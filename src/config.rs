//! Editor configuration
//!
//! Loaded from `config.toml` in the user's config directory:
//! - Linux: ~/.config/lumacraft/config.toml
//! - macOS: ~/Library/Application Support/lumacraft/config.toml
//! - Windows: %APPDATA%\lumacraft\config.toml
//!
//! `LUMACRAFT_CONFIG` overrides the location. Every key is optional.

use serde::Deserialize;
use std::path::{Path, PathBuf};

use crate::error::ConfigError;

/// Hard ceiling for uploads (8 MiB)
pub const DEFAULT_MAX_UPLOAD_BYTES: u64 = 8 * 1024 * 1024;

/// Number of swatches extracted from the base image
pub const DEFAULT_PALETTE_SIZE: usize = 5;

/// Environment variable pointing at an alternative config file
pub const CONFIG_ENV: &str = "LUMACRAFT_CONFIG";

#[derive(Debug, Clone, PartialEq, Deserialize)]
#[serde(default)]
pub struct EditorConfig {
    /// Uploads above this size are rejected before decoding
    pub max_upload_bytes: u64,
    /// Maximum number of palette colors
    pub palette_size: usize,
    /// How long the "Copied" acknowledgement stays visible
    pub copy_ack_ms: u64,
    pub segmentation: SegmentationConfig,
    pub quantizer: QuantizerConfig,
}

#[derive(Debug, Clone, PartialEq, Deserialize)]
#[serde(default)]
pub struct SegmentationConfig {
    /// Encoder quality forwarded to the segmenter
    pub quality: f32,
    /// ONNX model file; the first embedded model is used when unset
    pub model: Option<PathBuf>,
    /// `auto`, `cpu`, `cuda` or `coreml`
    pub execution_provider: String,
}

#[derive(Debug, Clone, PartialEq, Deserialize)]
#[serde(default)]
pub struct QuantizerConfig {
    pub max_iter: usize,
    pub converge: f32,
    pub seed: u64,
    /// Longest side of the sample image fed to k-means
    pub sample_edge: u32,
}

impl Default for EditorConfig {
    fn default() -> Self {
        Self {
            max_upload_bytes: DEFAULT_MAX_UPLOAD_BYTES,
            palette_size: DEFAULT_PALETTE_SIZE,
            copy_ack_ms: 1800,
            segmentation: SegmentationConfig::default(),
            quantizer: QuantizerConfig::default(),
        }
    }
}

impl Default for SegmentationConfig {
    fn default() -> Self {
        Self {
            quality: 0.92,
            model: None,
            execution_provider: "auto".to_string(),
        }
    }
}

impl Default for QuantizerConfig {
    fn default() -> Self {
        Self {
            max_iter: 20,
            converge: 1e-4,
            seed: 0,
            sample_edge: 256,
        }
    }
}

impl EditorConfig {
    /// Load the config from the default location.
    ///
    /// A missing file is not an error; defaults are returned instead.
    pub fn load() -> Result<Self, ConfigError> {
        match Self::config_path() {
            Some(path) if path.exists() => Self::from_file(&path),
            _ => Ok(Self::default()),
        }
    }

    /// Load and validate a specific config file
    pub fn from_file(path: &Path) -> Result<Self, ConfigError> {
        let text = std::fs::read_to_string(path).map_err(|source| ConfigError::Io {
            path: path.display().to_string(),
            source,
        })?;
        let config: EditorConfig = toml::from_str(&text).map_err(|source| ConfigError::Parse {
            path: path.display().to_string(),
            source,
        })?;
        Ok(config.validate())
    }

    /// Where the config file is expected to live
    pub fn config_path() -> Option<PathBuf> {
        if let Some(path) = std::env::var_os(CONFIG_ENV) {
            return Some(PathBuf::from(path));
        }
        let mut path = dirs::config_dir()?;
        path.push("lumacraft");
        path.push("config.toml");
        Some(path)
    }

    /// Clamp values that would make the pipeline misbehave
    pub fn validate(mut self) -> Self {
        self.palette_size = self.palette_size.max(1);
        self.segmentation.quality = self.segmentation.quality.clamp(0.0, 1.0);
        self.segmentation.execution_provider = self.segmentation.execution_provider.trim().to_lowercase();
        self.quantizer.max_iter = self.quantizer.max_iter.max(1);
        self.quantizer.sample_edge = self.quantizer.sample_edge.max(16);
        self
    }
}

#[cfg(test)]
mod tests {
    use super::*;
    use std::io::Write;

    #[test]
    fn test_defaults() {
        let config = EditorConfig::default();
        assert_eq!(config.max_upload_bytes, 8 * 1024 * 1024);
        assert_eq!(config.palette_size, 5);
        assert_eq!(config.copy_ack_ms, 1800);
        assert!((config.segmentation.quality - 0.92).abs() < f32::EPSILON);
        assert_eq!(config.segmentation.model, None);
        assert_eq!(config.segmentation.execution_provider, "auto");
    }

    #[test]
    fn test_partial_file_keeps_defaults() {
        let mut file = tempfile::NamedTempFile::new().unwrap();
        writeln!(
            file,
            "palette_size = 3\n\n[segmentation]\nexecution_provider = \"CPU\"\nmodel = \"/opt/models/isnet.onnx\""
        )
        .unwrap();

        let config = EditorConfig::from_file(file.path()).unwrap();
        assert_eq!(config.palette_size, 3);
        assert_eq!(config.segmentation.execution_provider, "cpu");
        assert_eq!(
            config.segmentation.model.as_deref(),
            Some(Path::new("/opt/models/isnet.onnx"))
        );
        assert!((config.segmentation.quality - 0.92).abs() < f32::EPSILON);
        assert_eq!(config.max_upload_bytes, DEFAULT_MAX_UPLOAD_BYTES);
    }

    #[test]
    fn test_malformed_file_is_parse_error() {
        let mut file = tempfile::NamedTempFile::new().unwrap();
        writeln!(file, "palette_size = \"many\"").unwrap();

        let err = EditorConfig::from_file(file.path()).unwrap_err();
        assert!(matches!(err, ConfigError::Parse { .. }));
    }

    #[test]
    fn test_validate_clamps() {
        let mut config = EditorConfig::default();
        config.palette_size = 0;
        config.segmentation.quality = 3.0;

        let config = config.validate();
        assert_eq!(config.palette_size, 1);
        assert_eq!(config.segmentation.quality, 1.0);
    }
}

○ ○ ○ ○ ○

**WORK TO BE COMPLETED:**
Print, without alteration, only the lines above between the one holding "self.quantizer.max_iter = self.quantizer.max_iter.max(1);" and the one holding "let config = EditorConfig::default();", inclusive.

**OUTPUT FOR THIS EXERCISE:**
        self.quantizer.max_iter = self.quantizer.max_iter.max(1);
        self.quantizer.sample_edge = self.quantizer.sample_edge.max(16);
        self
    }
}

#[cfg(test)]
mod tests {
    use super::*;
    use std::io::Write;

    #[test]
    fn test_defaults() {
        let config = EditorConfig::default();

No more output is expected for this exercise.